_What to produce:_
Below are the entries. Transcribe exactly the lines from the one with "if *id == lagging" through the one with "replica is one", ends included, and leave out all others.

── Exercise input ──

#[tokio::test(flavor = "multi_thread", worker_threads = 4)]
async fn read_your_writes_before_commit() {
    let deployment = deploy(3, 3, 1, &["t"], true);

    let (txid, _) = deployment.begin(1).await;
    deployment.write(txid, 2, 1, "t", "k", "v1").await;
    let (rc, _, value) = deployment.read(txid, 3, 2, "t", "k").await;
    assert_eq!(rc, ReturnCode::Success);
    assert_eq!(value.as_deref(), Some(b"v1".as_slice()));
    assert_eq!(deployment.commit(txid, 4, 3).await, ReturnCode::Success);
}

#[tokio::test(flavor = "multi_thread", worker_threads = 4)]
async fn missing_key_reads_not_found() {
    let deployment = deploy(3, 3, 1, &["t"], true);

    let (txid, _) = deployment.begin(1).await;
    let (rc, _, value) = deployment.read(txid, 2, 1, "t", "nope").await;
    assert_eq!(rc, ReturnCode::NotFound);
    assert_eq!(value, None);
    assert_eq!(deployment.commit(txid, 3, 2).await, ReturnCode::Success);
}

#[tokio::test(flavor = "multi_thread", worker_threads = 4)]
async fn client_abort_rolls_back() {
    let deployment = deploy(3, 3, 1, &["t"], true);

    let (txid, _) = deployment.begin(1).await;
    deployment.write(txid, 2, 1, "t", "k", "doomed").await;
    deployment
        .send(
            deployment.home_txman(),
            Message::TxAbort {
                txid,
                nonce: 3,
                seqno: 2,
            },
        )
        .await;
    match deployment.await_reply(3, Duration::from_secs(20)).await {
        ClientReply::Finished { rc } => assert_eq!(rc, ReturnCode::Aborted),
        other => panic!("abort answered with {other:?}"),
    }

    // Nothing leaked into the stores, and the key is lockable again.
    let (txid2, _) = deployment.begin(4).await;
    let (rc, _, value) = deployment.read(txid2, 5, 1, "t", "k").await;
    assert_eq!(rc, ReturnCode::NotFound);
    assert_eq!(value, None);
    assert_eq!(deployment.commit(txid2, 6, 2).await, ReturnCode::Success);
}

#[tokio::test(flavor = "multi_thread", worker_threads = 4)]
async fn wound_wait_prefers_the_older_transaction() {
    // No transaction managers: drive the lock managers directly and observe
    // the wound reaching the (absent) home group member as a network message.
    let deployment = deploy(3, 1, 1, &["t"], false);
    let group = deployment.cluster.config.groups[0].id;
    let tm_id = deployment.cluster.txman_ids[0][0];
    let recorder = Arc::new(RecordingClient::default());
    deployment.network.register(tm_id, recorder.clone());

    let kvs = deployment.cluster.kvs_ids[0][0];
    let younger = TransactionGroup::home(TransactionId::new(group, 10, 1));
    let older = TransactionGroup::home(TransactionId::new(group, 5, 2));
    let table = Bytes::from_static(b"t");
    let key = Bytes::from_static(b"k");
    let lock_op = |nonce, tg, op| Message::KvsLockOp {
        nonce,
        tg,
        table: table.clone(),
        key: key.clone(),
        op,
    };

    // The younger transaction takes the lock.
    deployment.send(kvs, lock_op(1, younger, LockOp::Lock)).await;
    let rc = deployment
        .client
        .await_message(Duration::from_secs(10), |m| match m {
            Message::KvsLockOpResp { nonce: 1, rc } => Some(*rc),
            _ => None,
        })
        .await;
    assert_eq!(rc, ReturnCode::Success);

    // The older transaction queues behind it and wounds it: the younger
    // transaction's home group is told to abort-vote.
    deployment.send(kvs, lock_op(2, older, LockOp::Lock)).await;
    let wounded = recorder
        .await_message(Duration::from_secs(10), |m| match m {
            Message::TxWound { tg } => Some(*tg),
            _ => None,
        })
        .await;
    assert_eq!(wounded, younger);

    // Unlocking the younger transaction hands the lock to the older one; a
    // re-issued lock request then succeeds immediately.
    deployment.send(kvs, lock_op(3, younger, LockOp::Unlock)).await;
    deployment
        .client
        .await_message(Duration::from_secs(10), |m| match m {
            Message::KvsLockOpResp { nonce: 3, .. } => Some(()),
            _ => None,
        })
        .await;
    deployment.send(kvs, lock_op(4, older, LockOp::Lock)).await;
    let rc = deployment
        .client
        .await_message(Duration::from_secs(10), |m| match m {
            Message::KvsLockOpResp { nonce: 4, rc } => Some(*rc),
            _ => None,
        })
        .await;
    assert_eq!(rc, ReturnCode::Success);
}

#[tokio::test(flavor = "multi_thread", worker_threads = 4)]
async fn replica_disagreement_retries_until_consistent() {
    // Start the stores with no tables, then create the table everywhere
    // except the first replica of the key under test.
    let deployment = deploy(3, 1, 1, &[], false);
    let dc = deployment.cluster.config.data_centers[0].id;
    let rs = deployment.cluster.config.hash(dc, b"t", b"k").unwrap();
    let lagging = rs.replicas[0];
    let mut lagging_store = None;
    for (id, store) in deployment.cluster.kvs_ids[0].iter().zip(&deployment.stores) {
        if *id == lagging {
            lagging_store = Some(store.clone());
        } else {
            store.create_table(b"t");
        }
    }
    let lagging_store = lagging_store.expect("first replica is one of the stores");

    // SUCCESS, SUCCESS, UNKNOWN_TABLE is a disagreement: the operation clears
    // its state and retries instead of answering.
    let kvs = deployment.cluster.kvs_ids[0][0];
    deployment
        .send(
            kvs,
            Message::KvsRepWr {
                nonce: 9,
                flags: 0,
                table: Bytes::from_static(b"t"),
                key: Bytes::from_static(b"k"),
                timestamp: 100,
                value: Bytes::from_static(b"v"),
            },
        )
        .await;
    tokio::time::sleep(Duration::from_millis(300)).await;
    assert!(deployment
        .client
        .find_message(|m| match m {
            Message::KvsRepWrResp { nonce: 9, rc } => Some(*rc),
            _ => None,
        })
        .is_none());

    // Once the lagging replica catches up, a consistent retry succeeds.
    lagging_store.create_table(b"t");
    let rc = deployment
        .client
        .await_message(Duration::from_secs(10), |m| match m {
            Message::KvsRepWrResp { nonce: 9, rc } => Some(*rc),
            _ => None,
        })
        .await;
    assert_eq!(rc, ReturnCode::Success);
}

#[tokio::test(flavor = "multi_thread", worker_threads = 8)]
async fn partitioned_data_center_catches_up_after_commit() {
    let deployment = deploy(1, 3, 3, &["t"], true);

    // Cut the third data center's transaction managers off before committing.
    let isolated: Vec<CommId> = deployment.cluster.txman_ids[2].clone();
    for id in &isolated {
        deployment.network.isolate(*id);
    }

    let (txid, _) = deployment.begin(1).await;
    deployment.write(txid, 2, 1, "t", "k", "v").await;
    // Two of three data centers are a quorum; the commit must land.
    assert_eq!(deployment.commit(txid, 3, 2).await, ReturnCode::Success);

    // After the partition heals, commit-record gossip catches the third data
    // center up and it records the same outcome.
    deployment.network.heal_all();
    let third_group = deployment.cluster.config.groups[2].id;
    let tg = TransactionGroup::home(txid).with_group(third_group);
    let deadline = tokio::time::Instant::now() + Duration::from_secs(30);
    'outer: loop {
        for tm in &deployment.txmans[6..9] {
            if tm.disposition(&tg) == Some(Vote::Commit) {
                break 'outer;
            }
        }
        assert!(
            tokio::time::Instant::now() < deadline,
            "the partitioned data center never learned the outcome"
        );
        tokio::time::sleep(Duration::from_millis(20)).await;
    }
}
// Copyright (c) Consus Contributors
// SPDX-License-Identifier: Apache-2.0

//! The datastore contract a key-value store node builds on: a sorted map
//! keyed by `(table, key, timestamp descending)` with point-in-time reads and
//! tombstones, plus a lock column recording the durable holder of each
//! per-key lock.
//!
//! The in-memory implementation backs tests and local clusters; a persistent
//! engine implements the same trait.

use std::cmp::Reverse;
use std::collections::{BTreeMap, BTreeSet};

use bytes::Bytes;
use parking_lot::Mutex;

use crate::error::ReturnCode;
use crate::types::TransactionGroup;

/// Result of a point-in-time read.
#[derive(Clone, Debug, PartialEq, Eq)]
pub enum StoreGet {
    /// The latest version at or below the requested timestamp.
    Value { timestamp: u64, value: Bytes },
    /// The latest version is a deletion.
    Tombstone { timestamp: u64 },
    /// No version at or below the requested timestamp.
    Missing,
    UnknownTable,
}

pub trait Datastore: Send + Sync + 'static {
    fn create_table(&self, table: &[u8]);

    fn put(&self, table: &[u8], key: &[u8], timestamp: u64, value: Bytes) -> ReturnCode;

    /// Writes a tombstone at `timestamp`.
    fn del(&self, table: &[u8], key: &[u8], timestamp: u64) -> ReturnCode;

    /// Latest version with timestamp at or below `timestamp`.
    fn get(&self, table: &[u8], key: &[u8], timestamp: u64) -> StoreGet;

    /// Durably records `holder` as the lock owner of `(table, key)`, or
    /// clears the record when `holder` is the null transaction group.
    fn write_lock(&self, table: &[u8], key: &[u8], holder: TransactionGroup) -> ReturnCode;

    /// The persisted lock holder, if any.
    fn read_lock(&self, table: &[u8], key: &[u8]) -> Option<TransactionGroup>;
}

type VersionKey = (Vec<u8>, Vec<u8>, Reverse<u64>);

#[derive(Default)]
struct MemStoreInner {
    tables: BTreeSet<Vec<u8>>,
    // None marks a tombstone.
    data: BTreeMap<VersionKey, Option<Bytes>>,
    locks: BTreeMap<(Vec<u8>, Vec<u8>), TransactionGroup>,
}

/// Heap-backed datastore.
#[derive(Default)]
pub struct MemStore {
    inner: Mutex<MemStoreInner>,
}

impl MemStore {
    pub fn new() -> Self {
        Self::default()
    }

    pub fn with_tables<T: AsRef<[u8]>>(tables: impl IntoIterator<Item = T>) -> Self {
        let store = Self::new();
        for table in tables {
            store.create_table(table.as_ref());
        }
        store
    }
}

impl Datastore for MemStore {
    fn create_table(&self, table: &[u8]) {
        self.inner.lock().tables.insert(table.to_vec());
    }

    fn put(&self, table: &[u8], key: &[u8], timestamp: u64, value: Bytes) -> ReturnCode {
        let mut inner = self.inner.lock();
        if !inner.tables.contains(table) {
            return ReturnCode::UnknownTable;
        }
        inner
            .data
            .insert((table.to_vec(), key.to_vec(), Reverse(timestamp)), Some(value));
        ReturnCode::Success
    }

    fn del(&self, table: &[u8], key: &[u8], timestamp: u64) -> ReturnCode {
        let mut inner = self.inner.lock();
        if !inner.tables.contains(table) {
            return ReturnCode::UnknownTable;
        }
        inner
            .data
            .insert((table.to_vec(), key.to_vec(), Reverse(timestamp)), None);
        ReturnCode::Success
    }

    fn get(&self, table: &[u8], key: &[u8], timestamp: u64) -> StoreGet {
        let inner = self.inner.lock();
        if !inner.tables.contains(table) {
            return StoreGet::UnknownTable;
        }
        let lower: VersionKey = (table.to_vec(), key.to_vec(), Reverse(timestamp));
        let upper: VersionKey = (table.to_vec(), key.to_vec(), Reverse(0));
        match inner.data.range(lower..=upper).next() {
            Some(((_, _, Reverse(version)), Some(value))) => StoreGet::Value {
                timestamp: *version,
                value: value.clone(),
            },
            Some(((_, _, Reverse(version)), None)) => StoreGet::Tombstone {
                timestamp: *version,
            },
            None => StoreGet::Missing,
        }
    }

    fn write_lock(&self, table: &[u8], key: &[u8], holder: TransactionGroup) -> ReturnCode {
        let mut inner = self.inner.lock();
        let lock_key = (table.to_vec(), key.to_vec());
        if holder == TransactionGroup::default() {
            inner.locks.remove(&lock_key);
        } else {
            inner.locks.insert(lock_key, holder);
        }
        ReturnCode::Success
    }

    fn read_lock(&self, table: &[u8], key: &[u8]) -> Option<TransactionGroup> {
        self.inner
            .lock()
            .locks
            .get(&(table.to_vec(), key.to_vec()))
            .copied()
    }
}

#[cfg(test)]
mod tests {
    use super::*;
    use crate::types::TransactionId;
    use consus_config::PaxosGroupId;

    #[test]
    fn point_in_time_reads() {
        let store = MemStore::with_tables([b"t"]);
        assert_eq!(store.put(b"t", b"k", 10, Bytes::from_static(b"v10")), ReturnCode::Success);
        assert_eq!(store.put(b"t", b"k", 20, Bytes::from_static(b"v20")), ReturnCode::Success);

        assert_eq!(store.get(b"t", b"k", 5), StoreGet::Missing);
        assert_eq!(
            store.get(b"t", b"k", 15),
            StoreGet::Value {
                timestamp: 10,
                value: Bytes::from_static(b"v10")
            }
        );
        assert_eq!(
            store.get(b"t", b"k", u64::MAX),
            StoreGet::Value {
                timestamp: 20,
                value: Bytes::from_static(b"v20")
            }
        );
    }

    #[test]
    fn tombstones_shadow_older_versions() {
        let store = MemStore::with_tables([b"t"]);
        store.put(b"t", b"k", 10, Bytes::from_static(b"v"));
        store.del(b"t", b"k", 30);
        assert_eq!(store.get(b"t", b"k", u64::MAX), StoreGet::Tombstone { timestamp: 30 });
        assert_eq!(
            store.get(b"t", b"k", 10),
            StoreGet::Value {
                timestamp: 10,
                value: Bytes::from_static(b"v")
            }
        );
    }

    #[test]
    fn unknown_tables_are_rejected() {
        let store = MemStore::new();
        assert_eq!(store.put(b"t", b"k", 1, Bytes::new()), ReturnCode::UnknownTable);
        assert_eq!(store.get(b"t", b"k", 1), StoreGet::UnknownTable);
    }

    #[test]
    fn lock_column_round_trips() {
        let store = MemStore::with_tables([b"t"]);
        let tg = TransactionGroup::home(TransactionId::new(PaxosGroupId::new(1), 2, 3));
        assert_eq!(store.read_lock(b"t", b"k"), None);
        store.write_lock(b"t", b"k", tg);
        assert_eq!(store.read_lock(b"t", b"k"), Some(tg));
        store.write_lock(b"t", b"k", TransactionGroup::default());
        assert_eq!(store.read_lock(b"t", b"k"), None);
    }
}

───

_Answer below:_
        if *id == lagging {
            lagging_store = Some(store.clone());
        } else {
            store.create_table(b"t");
        }
    }
    let lagging_store = lagging_store.expect("first replica is one of the stores");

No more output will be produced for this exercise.